Я поглядел на этого благодетеля человечества поневоле. Он обладал поистине драгоценным свойством свято верить во все, что произносит в данную минуту. При этом он, однако, на самом деле ни единому своему слову не верил, что не давало ему превратиться в хвастливого дурака и даже, напротив, окружало его ореолом переливающейся разными цветами славы. Сам того не зная или не желая признавать, он всю жизнь был артистом.
— Позавчера мне позвонили от старого Дюрана-второго, — продолжил Блэк. — У этого человека двадцать миллионов долларов, и он хочет купить у меня маленького Ренуара. При этом у него рак в последней стадии, о чем он прекрасно знает. Врачи дают ему всего лишь несколько дней жизни.
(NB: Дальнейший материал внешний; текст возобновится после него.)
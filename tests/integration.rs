use std::fs;
use std::sync::{Arc, Barrier};

use chrono::{NaiveDate, TimeZone, Utc};
use serde_json::{Value, json};
use tempfile::tempdir;

use prio::agent::{self, ToolResult};
use prio::error::PrioError;
use prio::model::{NewTask, PriorityLabel, TaskPatch};
use prio::store::files::TaskStore;

fn store_in(dir: &std::path::Path) -> TaskStore {
    TaskStore::new(dir.join("tasks_store.json"), dir.join("tasks.json"))
}

#[test]
fn test_full_workflow() {
    let dir = tempdir().unwrap();
    let store = store_in(dir.path());

    // Create
    let report = store
        .create(
            NewTask {
                priority_score: Some(8),
                category: Some("Finance".into()),
                ..NewTask::titled("Quarterly report")
            },
            "Task captured through API",
        )
        .unwrap();
    assert_eq!(report.id, 1);
    assert_eq!(report.priority_label, PriorityLabel::High);
    assert_eq!(report.description, "Quarterly report");

    let call = store
        .create(
            NewTask {
                priority_score: Some(2),
                estimated_minutes: Some(60),
                ..NewTask::titled("Call plumber")
            },
            "Task captured through API",
        )
        .unwrap();
    assert_eq!(call.id, 2);
    assert_eq!(call.priority_label, PriorityLabel::Low);

    // Update
    let patch = TaskPatch {
        status: Some("In Progress".into()),
        ..TaskPatch::default()
    };
    let updated = store.update(1, patch).unwrap();
    assert_eq!(updated.status, "in progress");
    assert_eq!(updated.history.len(), 2);
    assert!(updated.updated_at >= report.updated_at);

    // Schedule: the report occupies 09:00-10:00, so the call fits at 08:00.
    let day = NaiveDate::from_ymd_opt(2026, 10, 19).unwrap();
    let busy = TaskPatch {
        scheduled_start: Some(Some(Utc.with_ymd_and_hms(2026, 10, 19, 9, 0, 0).unwrap())),
        scheduled_end: Some(Some(Utc.with_ymd_and_hms(2026, 10, 19, 10, 0, 0).unwrap())),
        ..TaskPatch::default()
    };
    store.update(1, busy).unwrap();
    let scheduled = store.auto_schedule(2, None, day).unwrap();
    assert_eq!(
        scheduled.scheduled_start,
        Some(Utc.with_ymd_and_hms(2026, 10, 19, 8, 0, 0).unwrap())
    );
    assert_eq!(
        scheduled.scheduled_end,
        Some(Utc.with_ymd_and_hms(2026, 10, 19, 9, 0, 0).unwrap())
    );
    assert_eq!(scheduled.status, "scheduled");

    // Listing order
    let titles: Vec<String> = store.list().into_iter().map(|t| t.title).collect();
    assert_eq!(titles, vec!["Quarterly report", "Call plumber"]);

    // Delete
    let removed = store.delete(2).unwrap();
    assert_eq!(removed.title, "Call plumber");
    assert!(matches!(store.get(2), Err(PrioError::TaskNotFound(2))));

    // Reopen from disk
    let reopened = store_in(dir.path());
    assert_eq!(reopened.load(), store.load());
}

#[test]
fn test_save_is_idempotent_on_disk() {
    let dir = tempdir().unwrap();
    let store = store_in(dir.path());
    store
        .create(NewTask::titled("Renew passport"), "Task captured through API")
        .unwrap();
    store.save().unwrap();
    let first = fs::read_to_string(store.path()).unwrap();

    let reopened = store_in(dir.path());
    reopened.save().unwrap();
    let second = fs::read_to_string(reopened.path()).unwrap();
    assert_eq!(first, second);
}

#[test]
fn test_concurrent_creates_get_unique_ids() {
    let dir = tempdir().unwrap();
    let store = Arc::new(store_in(dir.path()));
    let workers = 8;
    let barrier = Arc::new(Barrier::new(workers));

    let handles: Vec<_> = (0..workers)
        .map(|n| {
            let store = Arc::clone(&store);
            let barrier = Arc::clone(&barrier);
            std::thread::spawn(move || {
                barrier.wait();
                store
                    .create(NewTask::titled(format!("task {n}")), "Task captured through API")
                    .unwrap()
                    .id
            })
        })
        .collect();

    let mut ids: Vec<u64> = handles.into_iter().map(|h| h.join().unwrap()).collect();
    ids.sort_unstable();
    assert_eq!(ids, (1..=workers as u64).collect::<Vec<_>>());

    let on_disk: Vec<Value> =
        serde_json::from_str(&fs::read_to_string(store.path()).unwrap()).unwrap();
    assert_eq!(on_disk.len(), workers);
}

#[test]
fn test_legacy_list_bootstraps_store() {
    let dir = tempdir().unwrap();
    fs::write(
        dir.path().join("tasks.json"),
        json!([
            {"id": 1, "text": "Buy milk", "priority score": 6, "status": "complete",
             "created_at": "2024-03-01T10:00:00", "status_update_time": "2024-03-02T11:30:00"},
            {"text": "Water plants"}
        ])
        .to_string(),
    )
    .unwrap();

    let store = store_in(dir.path());
    let tasks = store.list();
    assert_eq!(tasks.len(), 2);

    let milk = store.get(1).unwrap();
    assert_eq!(milk.priority_label, PriorityLabel::Medium);
    assert_eq!(milk.status, "completed");
    assert_eq!(
        milk.updated_at,
        Utc.with_ymd_and_hms(2024, 3, 2, 11, 30, 0).unwrap()
    );
    assert_eq!(milk.history[0].description, "Imported from legacy tasks.json");

    let plants = tasks.iter().find(|t| t.title == "Water plants").unwrap();
    assert_eq!(plants.id, 2);
    assert_eq!(plants.priority_score, 5);
    assert!(store.path().exists());
}

#[test]
fn test_agent_conversation_round() {
    let dir = tempdir().unwrap();
    let store = store_in(dir.path());

    let added = agent::handle(
        &store,
        &json!({"function": {"name": "add_task",
            "arguments": "{\"task_text\": \"Email Sarah\", \"priority\": 9}"}}),
    );
    let ToolResult::Done { result, task } = added else {
        panic!("expected done");
    };
    assert_eq!(result, "Task added successfully");
    let task = task.unwrap();
    assert_eq!(task.priority_label, PriorityLabel::High);
    assert_eq!(task.history[0].description, "Task captured through agent");

    let updated = agent::handle(
        &store,
        &json!({"name": "update_task",
            "arguments": {"task_id": task.id, "status": "Completed"}}),
    );
    assert!(!updated.is_error());
    assert_eq!(store.get(task.id).unwrap().status, "completed");

    let listed = serde_json::to_value(agent::handle(
        &store,
        &json!({"name": "list_task", "arguments": {}}),
    ))
    .unwrap();
    assert_eq!(listed["tasks"][0]["priorityLabel"], "High");

    let unknown = agent::handle(&store, &json!({"name": "launch_rocket", "arguments": {}}));
    assert_eq!(
        unknown,
        ToolResult::Failed {
            error: "Unknown function: launch_rocket".into()
        }
    );

    let missing = agent::handle(
        &store,
        &json!({"name": "delete_task", "arguments": {"task_id": 99}}),
    );
    assert_eq!(
        serde_json::to_value(missing).unwrap(),
        json!({"result": "Task not found"})
    );
}
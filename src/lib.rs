pub mod agent;
pub mod build_info;
pub mod commands;
pub mod config;
pub mod error;
pub mod model;
pub mod output;
pub mod schedule;
pub mod store;
pub mod timestamp;
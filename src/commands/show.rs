use crate::error::Result;
use crate::output::{self, Format};
use crate::store::files::TaskStore;

pub fn run(store: &TaskStore, id: u64, format: Format) -> Result<()> {
    let task = store.get(id)?;
    output::print_task(&task, format)
}
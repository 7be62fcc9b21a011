//! Tool surface for an external tool-calling chat loop.
//!
//! A model emits calls such as `{"function": {"name": "add_task",
//! "arguments": {"task_text": "Email Sarah"}}}`; each is parsed into a
//! [`ToolCall`] and run against the store by [`dispatch`].

use serde::Serialize;
use serde_json::{Map, Value, json};

use crate::error::{PrioError, Result};
use crate::model::{NewTask, Task, TaskPatch};
use crate::store::files::TaskStore;
use crate::store::records::{id_value, int_value};

pub const AGENT_NOTE: &str = "Task captured through agent";

#[derive(Debug, Clone, PartialEq)]
pub enum ToolCall {
    ListTask,
    SaveTask,
    AddTask {
        task_text: String,
        category: Option<String>,
        priority: Option<i64>,
    },
    DeleteTask {
        task_id: u64,
    },
    UpdateTask {
        task_id: u64,
        patch: TaskPatch,
    },
}

impl ToolCall {
    pub fn name(&self) -> &'static str {
        match self {
            Self::ListTask => "list_task",
            Self::SaveTask => "save_task",
            Self::AddTask { .. } => "add_task",
            Self::DeleteTask { .. } => "delete_task",
            Self::UpdateTask { .. } => "update_task",
        }
    }

    /// Parse either `{"function": {"name", "arguments"}}` or `{"name", "arguments"}`.
    /// `arguments` may be an object or a JSON-encoded object.
    pub fn parse(value: &Value) -> Result<Self> {
        let call = value.get("function").unwrap_or(value);
        let name = call
            .get("name")
            .and_then(Value::as_str)
            .ok_or_else(|| PrioError::InvalidToolCall("missing function name".into()))?;
        let mut args = arguments(call.get("arguments"))?;

        match name {
            "list_task" => Ok(Self::ListTask),
            "save_task" => Ok(Self::SaveTask),
            "add_task" => {
                let task_text = args
                    .remove("task_text")
                    .and_then(|v| v.as_str().map(str::to_string))
                    .filter(|t| !t.trim().is_empty())
                    .ok_or_else(|| PrioError::InvalidToolCall("add_task needs task_text".into()))?;
                let category = args
                    .remove("category")
                    .and_then(|v| v.as_str().map(str::to_string));
                let priority = match args.remove("priority") {
                    None | Some(Value::Null) => None,
                    Some(v) => Some(int_value(&v).ok_or_else(|| {
                        PrioError::InvalidToolCall(format!("priority must be an integer, got {v}"))
                    })?),
                };
                Ok(Self::AddTask {
                    task_text,
                    category,
                    priority,
                })
            }
            "delete_task" => Ok(Self::DeleteTask {
                task_id: take_id(&mut args)?,
            }),
            "update_task" => {
                let task_id = take_id(&mut args)?;
                let patch = serde_json::from_value(Value::Object(args))
                    .map_err(|e| PrioError::InvalidToolCall(format!("update_task: {e}")))?;
                Ok(Self::UpdateTask { task_id, patch })
            }
            other => Err(PrioError::UnknownTool(other.to_string())),
        }
    }
}

fn arguments(raw: Option<&Value>) -> Result<Map<String, Value>> {
    match raw {
        None | Some(Value::Null) => Ok(Map::new()),
        Some(Value::Object(map)) => Ok(map.clone()),
        Some(Value::String(text)) if text.trim().is_empty() => Ok(Map::new()),
        Some(Value::String(text)) => match serde_json::from_str::<Value>(text)? {
            Value::Object(map) => Ok(map),
            other => Err(PrioError::InvalidToolCall(format!(
                "arguments must be an object, got {other}"
            ))),
        },
        Some(other) => Err(PrioError::InvalidToolCall(format!(
            "arguments must be an object, got {other}"
        ))),
    }
}

fn take_id(args: &mut Map<String, Value>) -> Result<u64> {
    args.remove("task_id")
        .as_ref()
        .and_then(id_value)
        .ok_or_else(|| PrioError::InvalidToolCall("task_id must be a positive integer".into()))
}

/// What a tool call hands back to the model.
#[derive(Debug, Clone, PartialEq, Serialize)]
#[serde(untagged)]
pub enum ToolResult {
    Tasks {
        tasks: Vec<Task>,
    },
    Done {
        result: String,
        #[serde(skip_serializing_if = "Option::is_none")]
        task: Option<Task>,
    },
    Failed {
        error: String,
    },
}

impl ToolResult {
    fn done(result: &str, task: Option<Task>) -> Self {
        Self::Done {
            result: result.to_string(),
            task,
        }
    }

    pub fn from_error(err: &PrioError) -> Self {
        Self::Failed {
            error: err.to_string(),
        }
    }

    pub fn is_error(&self) -> bool {
        matches!(self, Self::Failed { .. })
    }
}

/// Run one tool call against the store.
pub fn dispatch(store: &TaskStore, call: ToolCall) -> ToolResult {
    tracing::debug!(tool = call.name(), "dispatching tool call");
    match call {
        ToolCall::ListTask => {
            // The file may have changed under us; always show fresh data.
            store.reload();
            ToolResult::Tasks {
                tasks: store.list(),
            }
        }
        ToolCall::SaveTask => match store.save() {
            Ok(()) => ToolResult::done("Tasks saved successfully", None),
            Err(err) => ToolResult::from_error(&err),
        },
        ToolCall::AddTask {
            task_text,
            category,
            priority,
        } => {
            let new = NewTask {
                category,
                priority_score: priority,
                ..NewTask::titled(task_text)
            };
            match store.create(new, AGENT_NOTE) {
                Ok(task) => ToolResult::done("Task added successfully", Some(task)),
                Err(err) => ToolResult::from_error(&err),
            }
        }
        ToolCall::DeleteTask { task_id } => match store.delete(task_id) {
            Ok(_) => ToolResult::done("Task deleted successfully", None),
            Err(PrioError::TaskNotFound(_)) => ToolResult::done("Task not found", None),
            Err(err) => ToolResult::from_error(&err),
        },
        ToolCall::UpdateTask { task_id, patch } => match store.update(task_id, patch) {
            Ok(task) => ToolResult::done("Task updated successfully", Some(task)),
            Err(PrioError::TaskNotFound(_)) => ToolResult::done("Task not found", None),
            Err(err) => ToolResult::from_error(&err),
        },
    }
}

/// Parse and run a raw tool call; parse failures become `{"error": ...}`.
pub fn handle(store: &TaskStore, raw: &Value) -> ToolResult {
    match ToolCall::parse(raw) {
        Ok(call) => dispatch(store, call),
        Err(err) => {
            tracing::warn!(error = %err, "rejected tool call");
            ToolResult::from_error(&err)
        }
    }
}

/// Function schema for the five tools, in the shape tool-calling chat APIs expect.
pub fn tool_definitions() -> Value {
    let task_id = json!({
        "type": "integer",
        "description": "Task ID number assigned to each task"
    });
    json!([
        {
            "type": "function",
            "function": {
                "name": "list_task",
                "description": "Load and display the user's current task list from storage. Use this whenever the user wants to see, show, list, display, or view their tasks.",
                "parameters": {"type": "object", "properties": {}, "required": []}
            }
        },
        {
            "type": "function",
            "function": {
                "name": "save_task",
                "description": "Save the task list",
                "parameters": {"type": "object", "properties": {}, "required": []}
            }
        },
        {
            "type": "function",
            "function": {
                "name": "add_task",
                "description": "Add tasks to the task list",
                "parameters": {
                    "type": "object",
                    "properties": {
                        "task_text": {"type": "string", "description": "String description of what the task is"},
                        "category": {"type": "string", "description": "Optional category, e.g. Administrative"},
                        "priority": {"type": "integer", "description": "Optional priority score from 0 (lowest) to 10 (highest)"}
                    },
                    "required": ["task_text"]
                }
            }
        },
        {
            "type": "function",
            "function": {
                "name": "delete_task",
                "description": "Delete task from the task list",
                "parameters": {
                    "type": "object",
                    "properties": {"task_id": task_id},
                    "required": ["task_id"]
                }
            }
        },
        {
            "type": "function",
            "function": {
                "name": "update_task",
                "description": "Update task fields; only the fields given are changed",
                "parameters": {
                    "type": "object",
                    "properties": {
                        "task_id": task_id,
                        "title": {"type": "string"},
                        "description": {"type": "string"},
                        "category": {"type": "string"},
                        "status": {"type": "string", "description": "e.g. processing, scheduled, completed"},
                        "priorityScore": {"type": "integer", "description": "0 to 10"},
                        "estimatedMinutes": {"type": "integer"},
                        "rationale": {"type": "string"},
                        "conflict": {"type": "boolean"}
                    },
                    "required": ["task_id"]
                }
            }
        }
    ])
}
Я взял с собой картину. Спальня старика пахла смертью, несмотря на все антисептики. Смерть, да будет вам известно, самый неистребимый запах, она просачивается повсюду. Сам старик уже просто скелет, с огромными глазами и коричневыми пятнами на пергаментной коже. Но в картинах разбирается, что большая редкость. А еще больше разбирается в деньгах, что совсем не редкость. Я запросил двадцать тысяч. Он предложил двенадцать. Потом, с невероятными хрипами в груди и приступами кашля, поднял до пятнадцати. Я видел, что он хочет купить, и не уступал. Он тоже. Можете себе представить: миллионер, которому осталось протянуть всего пару дней, как жалкий старьевщик торгуется за свою последнюю радость в жизни. При этом он ненавидит своих наследников лютой ненавистью.
— Бывает, что миллионеры внезапно выздоравливают, — заметил я. — С ними и не такие чудеса случаются. Ну и чем же дело кончилось?
— Я унес картину обратно. Вон она стоит. Взгляните.